Here are some distributed social networking platforms and technologies designed to facilitate distributed social networking:
- Status.net
- DiSo
- 6D
- Kopal
- DSNP
- Noserub
- Appleseed
- OneSocialWeb
- Diaspora (included for completeness, but there isn’t any code yet)
Wow, that’s a lot! And following Diaspora’s flurry of both coverage and cash, you can bet there’ll be plenty more to come. But of all the projects listed above, I’d argue that only Status.net is orientated around consumer need. As a result, it’s the one most likely to survive, become self-sufficient and prosper. Several more – including DiSo and DSNP – are seeking to build out technologies that can support such products, rather than the products themselves. DiSo is certainly working with other vendors and projects, is full of super-smart people, and should do very well.
However, the others are basing their product on ideology and technology rather than a human use case. I worry that a lot of these projects will disappear – which is a shame, because they’re all doing great work.

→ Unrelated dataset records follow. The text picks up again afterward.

//! # Workflow Pipeline
//!
//! Multi-task workflows are jobs whose full definition travels in the
//! descriptor. Before an existing workflow is replaced, the live definition
//! is compared with the requested one after dropping server-assigned fields.
//! When they differ and the request does not set `override`:
//!
//! - in the development environment the request fails; the caller must
//!   import the live definition through reverse provisioning first
//! - elsewhere the update proceeds, unless it would replace a workflow that
//!   has tasks with one that has none
//!
//! Reverse provisioning reads a live workflow back and proposes it as a
//! descriptor update.

use super::common::{
    assign_object_permissions, existing_workspace, open_session, prepare_workload,
    unprovision_workload, workspace_link,
};
use super::{ProvisionOutcome, ProvisioningContext};
use crate::models::{
    InfoEntry, JobDefinition, ProvisioningInfo, RemoteResource, ResourceKind,
    ReverseProvisioningRequest, SecuredObject, WorkflowSpecific,
};
use crate::orchestration::upsert::{UpsertPlan, UpsertResolver};
use crate::problem::{FailedOperation, OpResult};
use crate::validation::ValidatedRequest;
use serde_json::{json, Map, Value};
use tracing::{info, instrument, warn};

/// Server-assigned top-level fields ignored when comparing definitions
pub const VOLATILE_FIELDS: [&str; 4] = [
    "job_id",
    "created_time",
    "creator_user_name",
    "run_as_user_name",
];

/// Descriptor path updated by reverse provisioning
pub const WORKFLOW_UPDATE_PATH: &str = "spec.mesh.specific.workflow";

#[instrument(skip_all, fields(component_id = %request.component.id))]
pub async fn provision(
    ctx: &ProvisioningContext,
    request: &ValidatedRequest,
    spec: &WorkflowSpecific,
) -> OpResult<ProvisionOutcome> {
    let name = workflow_name(spec)?;
    let definition = JobDefinition {
        name: name.to_string(),
        settings: spec.settings().cloned().unwrap_or_else(|| json!({})),
    };

    let target = prepare_workload(ctx, request, spec).await?;
    let session = target.session.as_ref();
    let scope = format!("workspace '{}'", target.workspace.name);
    let jobs = session.jobs();
    let resolver = UpsertResolver::new(jobs.as_ref(), ResourceKind::Workflow, &scope);

    let plan = resolver.plan(name).await?;
    if let UpsertPlan::Update(existing) = &plan {
        if let Some(live) = jobs.get(&existing.id).await? {
            let in_development = ctx.config.environments.is_development(request.environment());
            check_override(spec, &live, in_development, &target.workspace.name)?;
        }
    }
    let outcome = resolver.apply(plan, &definition).await?;

    let permissions = &ctx.config.permissions;
    assign_object_permissions(
        session,
        &SecuredObject::Job(outcome.reference.id.clone()),
        request,
        &permissions.job,
    )
    .await?;
    assign_object_permissions(
        session,
        &SecuredObject::Repository(target.repository.id.clone()),
        request,
        &permissions.repository,
    )
    .await?;

    let workflow_url = format!("{}/#job/{}", target.workspace.url(), outcome.reference.id);
    let mut info = ProvisioningInfo::new();
    info.insert("workspaceURL".to_string(), workspace_link(&target.workspace));
    info.insert(
        "workflowURL".to_string(),
        InfoEntry::link("Workflow URL", name.to_string(), workflow_url),
    );

    Ok(ProvisionOutcome::provisioned(
        outcome.reference.id,
        format!(
            "Workflow '{name}' provisioned in workspace '{}'",
            target.workspace.name
        ),
        info,
    ))
}

#[instrument(skip_all, fields(component_id = %request.component.id))]
pub async fn unprovision(
    ctx: &ProvisioningContext,
    request: &ValidatedRequest,
    spec: &WorkflowSpecific,
) -> OpResult<ProvisionOutcome> {
    let name = workflow_name(spec)?;
    unprovision_workload(ctx, request, spec, ResourceKind::Workflow, name, |session| {
        session.jobs()
    })
    .await
}

/// Read a live workflow back and return the descriptor updates matching it
#[instrument(skip(ctx))]
pub async fn reverse_provision(
    ctx: &ProvisioningContext,
    request: &ReverseProvisioningRequest,
) -> OpResult<Value> {
    let workspace_name = &request.params.workspace;
    let name = &request.params.workflow_name;

    let workspace = existing_workspace(ctx, workspace_name).await?;
    let session = open_session(ctx, &workspace).await?;
    let jobs = session.jobs();

    let matches = jobs.list_by_name(name).await?;
    let reference = match matches.as_slice() {
        [] => {
            return Err(FailedOperation::single(format!(
                "Workflow '{name}' not found in workspace '{workspace_name}'"
            )))
        }
        [single] => single.clone(),
        several => {
            return Err(FailedOperation::single(format!(
                "Workflow name '{name}' is not unique in workspace '{workspace_name}' ({} matches); reverse provisioning needs exactly one",
                several.len()
            )))
        }
    };

    let live = jobs.get(&reference.id).await?.ok_or_else(|| {
        FailedOperation::single(format!(
            "Workflow '{name}' not found in workspace '{workspace_name}'"
        ))
    })?;

    info!(workflow = %name, workspace = %workspace_name, id = %reference.id, "Workflow read back");

    let mut updates = Map::new();
    updates.insert(
        WORKFLOW_UPDATE_PATH.to_string(),
        normalize(&live_object(&live)),
    );
    Ok(Value::Object(updates))
}

fn workflow_name(spec: &WorkflowSpecific) -> OpResult<&str> {
    spec.workflow_name()
        .filter(|name| !name.trim().is_empty())
        .ok_or_else(|| FailedOperation::single("The workflow definition carries no settings.name"))
}

/// Full job object of a live workflow: server fields plus `settings`
pub fn live_object(live: &RemoteResource<JobDefinition>) -> Value {
    let mut object = live.server_fields.clone();
    object.insert("settings".to_string(), live.definition.settings.clone());
    Value::Object(object)
}

/// Drop volatile server-assigned fields
pub fn normalize(workflow: &Value) -> Value {
    match workflow {
        Value::Object(fields) => Value::Object(
            fields
                .iter()
                .filter(|(key, _)| !VOLATILE_FIELDS.contains(&key.as_str()))
                .map(|(key, value)| (key.clone(), value.clone()))
                .collect(),
        ),
        other => other.clone(),
    }
}

/// A workflow without tasks
pub fn is_empty_workflow(workflow: &Value) -> bool {
    workflow
        .get("settings")
        .and_then(|settings| settings.get("tasks"))
        .and_then(Value::as_array)
        .map_or(true, |tasks| tasks.is_empty())
}

/// Decide whether the requested workflow may replace the live one
pub fn check_override(
    spec: &WorkflowSpecific,
    live: &RemoteResource<JobDefinition>,
    in_development: bool,
    workspace: &str,
) -> OpResult<()> {
    let existing = normalize(&live_object(live));
    let requested = normalize(&spec.workflow);
    if existing == requested {
        return Ok(());
    }

    let name = &live.reference.name;
    if spec.override_existing {
        warn!(workflow = %name, workspace = %workspace, "Overriding a workflow that differs from the requested definition");
        return Ok(());
    }

    if in_development {
        return Err(FailedOperation::single(format!(
            "Workflow '{name}' in workspace '{workspace}' differs from the requested definition. \
             Run reverse provisioning to import the current definition into the descriptor, \
             or set 'override' to replace it"
        )));
    }

    if is_empty_workflow(&requested) && !is_empty_workflow(&existing) {
        return Err(FailedOperation::single(format!(
            "Workflow '{name}' in workspace '{workspace}' has tasks and the requested definition has none; \
             set 'override' to replace it with an empty workflow"
        )));
    }

    Ok(())
}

Here’s a use case distinction I’ve been thinking about:
- A social networking platform allows you to communicate and share with a specific group or community.
- Distributed social networking software allows you to store and organize your own content and – optionally – share it with whoever you like.

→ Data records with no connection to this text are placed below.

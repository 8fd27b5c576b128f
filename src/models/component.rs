//! Typed `specific` payloads for every supported component type.

use serde::{Deserialize, Serialize};
use std::collections::BTreeMap;

/// Git reference kind used by job sources
#[derive(Debug, Clone, Copy, PartialEq, Eq, Serialize, Deserialize)]
#[serde(rename_all = "SCREAMING_SNAKE_CASE")]
pub enum GitReferenceType {
    Branch,
    Tag,
}

#[derive(Debug, Clone, PartialEq, Serialize, Deserialize)]
#[serde(rename_all = "camelCase")]
pub struct GitSpec {
    pub git_repo_url: String,
}

#[derive(Debug, Clone, PartialEq, Serialize, Deserialize)]
#[serde(rename_all = "camelCase")]
pub struct JobGitSpec {
    pub git_repo_url: String,
    pub git_reference: String,
    pub git_reference_type: GitReferenceType,
    /// Notebook path relative to the repository root
    pub git_path: String,
}

#[derive(Debug, Clone, PartialEq, Serialize, Deserialize)]
#[serde(rename_all = "camelCase")]
pub struct ClusterSpec {
    pub cluster_spark_version: String,
    pub node_type_id: String,
    pub num_workers: u32,
    #[serde(default)]
    pub spot_bid_max_price: Option<f64>,
    #[serde(default)]
    pub first_on_demand: Option<u32>,
    #[serde(default)]
    pub spot_instances: bool,
    #[serde(default)]
    pub availability: Option<String>,
    #[serde(default)]
    pub driver_node_type_id: Option<String>,
    #[serde(default)]
    pub spark_conf: BTreeMap<String, String>,
    #[serde(default)]
    pub spark_env_vars: BTreeMap<String, String>,
    #[serde(default)]
    pub runtime_engine: Option<String>,
}

#[derive(Debug, Clone, PartialEq, Serialize, Deserialize)]
#[serde(rename_all = "camelCase")]
pub struct SchedulingSpec {
    pub cron_expression: String,
    pub java_timezone_id: String,
}

#[derive(Debug, Clone, PartialEq, Serialize, Deserialize)]
#[serde(rename_all = "camelCase")]
pub struct JobSpecific {
    pub workspace: String,
    pub job_name: String,
    #[serde(default)]
    pub description: Option<String>,
    pub repo_path: String,
    pub git: JobGitSpec,
    pub cluster: ClusterSpec,
    #[serde(default)]
    pub scheduling: Option<SchedulingSpec>,
}

#[derive(Debug, Clone, PartialEq, Serialize, Deserialize)]
#[serde(rename_all = "camelCase")]
pub struct PipelineClusterSpec {
    pub min_workers: u32,
    pub max_workers: u32,
    pub worker_type: String,
    pub driver_type: String,
    #[serde(default)]
    pub policy_id: Option<String>,
    #[serde(default)]
    pub spark_conf: BTreeMap<String, String>,
    #[serde(default)]
    pub tags: BTreeMap<String, String>,
}

#[derive(Debug, Clone, PartialEq, Serialize, Deserialize)]
#[serde(rename_all = "camelCase")]
pub struct NotificationSpec {
    pub mail: String,
    #[serde(default)]
    pub alert: Vec<String>,
}

#[derive(Debug, Clone, PartialEq, Serialize, Deserialize)]
#[serde(rename_all = "camelCase")]
pub struct PipelineSpecific {
    pub workspace: String,
    pub pipeline_name: String,
    pub product_edition: String,
    #[serde(default)]
    pub continuous: bool,
    #[serde(default)]
    pub notebooks: Vec<String>,
    #[serde(default)]
    pub files: Vec<String>,
    #[serde(default)]
    pub catalog: Option<String>,
    #[serde(default)]
    pub target: Option<String>,
    #[serde(default)]
    pub photon: bool,
    #[serde(default)]
    pub notifications: Vec<NotificationSpec>,
    #[serde(default = "default_channel")]
    pub channel: String,
    pub cluster: PipelineClusterSpec,
    pub repo_path: String,
    pub git: GitSpec,
}

fn default_channel() -> String {
    "CURRENT".to_string()
}

#[derive(Debug, Clone, PartialEq, Serialize, Deserialize)]
#[serde(rename_all = "camelCase")]
pub struct WorkflowSpecific {
    pub workspace: String,
    pub repo_path: String,
    pub git: GitSpec,
    /// Job object in the Jobs API shape (`settings` plus server fields)
    pub workflow: serde_json::Value,
    /// Allow replacing a live workflow that differs from this definition
    #[serde(rename = "override", default)]
    pub override_existing: bool,
}

impl WorkflowSpecific {
    pub fn settings(&self) -> Option<&serde_json::Value> {
        self.workflow.get("settings").filter(|s| s.is_object())
    }

    pub fn workflow_name(&self) -> Option<&str> {
        self.settings()
            .and_then(|s| s.get("name"))
            .and_then(serde_json::Value::as_str)
    }
}

#[derive(Debug, Clone, PartialEq, Serialize, Deserialize)]
#[serde(rename_all = "camelCase")]
pub struct SourceTableSpec {
    pub catalog_name: String,
    pub schema_name: String,
    pub table_name: String,
}

impl SourceTableSpec {
    pub fn full_name(&self) -> String {
        format!(
            "{}.{}.{}",
            self.catalog_name, self.schema_name, self.table_name
        )
    }
}

#[derive(Debug, Clone, PartialEq, Serialize, Deserialize)]
#[serde(rename_all = "camelCase")]
pub struct OutputPortSpecific {
    pub workspace: String,
    pub catalog_name: String,
    pub schema_name: String,
    pub view_name: String,
    pub source_table: SourceTableSpec,
}

/// Shared accessors of workload components backed by a repository
pub trait WorkloadSpec {
    fn workspace(&self) -> &str;
    fn repo_path(&self) -> &str;
    fn repo_url(&self) -> &str;
}

impl WorkloadSpec for JobSpecific {
    fn workspace(&self) -> &str {
        &self.workspace
    }
    fn repo_path(&self) -> &str {
        &self.repo_path
    }
    fn repo_url(&self) -> &str {
        &self.git.git_repo_url
    }
}

impl WorkloadSpec for PipelineSpecific {
    fn workspace(&self) -> &str {
        &self.workspace
    }
    fn repo_path(&self) -> &str {
        &self.repo_path
    }
    fn repo_url(&self) -> &str {
        &self.git.git_repo_url
    }
}

impl WorkloadSpec for WorkflowSpecific {
    fn workspace(&self) -> &str {
        &self.workspace
    }
    fn repo_path(&self) -> &str {
        &self.repo_path
    }
    fn repo_url(&self) -> &str {
        &self.git.git_repo_url
    }
}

Or to put it another way, in social networking platforms, sharing is the feature. In distributed social software, sharing is a feature. The two use cases are genuinely different: rather than being a competition between “monolithic” social communities and distributed social software, they’re used for different things. There is a place for both in the ecosystem – and there’s no real reason why they can’t work together.
As I pointed out in The Internet is People, in order to be successful, any social software you build either has to plug into an existing community, or be useful for the first user who joins. In distributed social software, you only ever have one user: distributed sharing, then, should be a piece of infrastructure that can be plugged into any kind of software.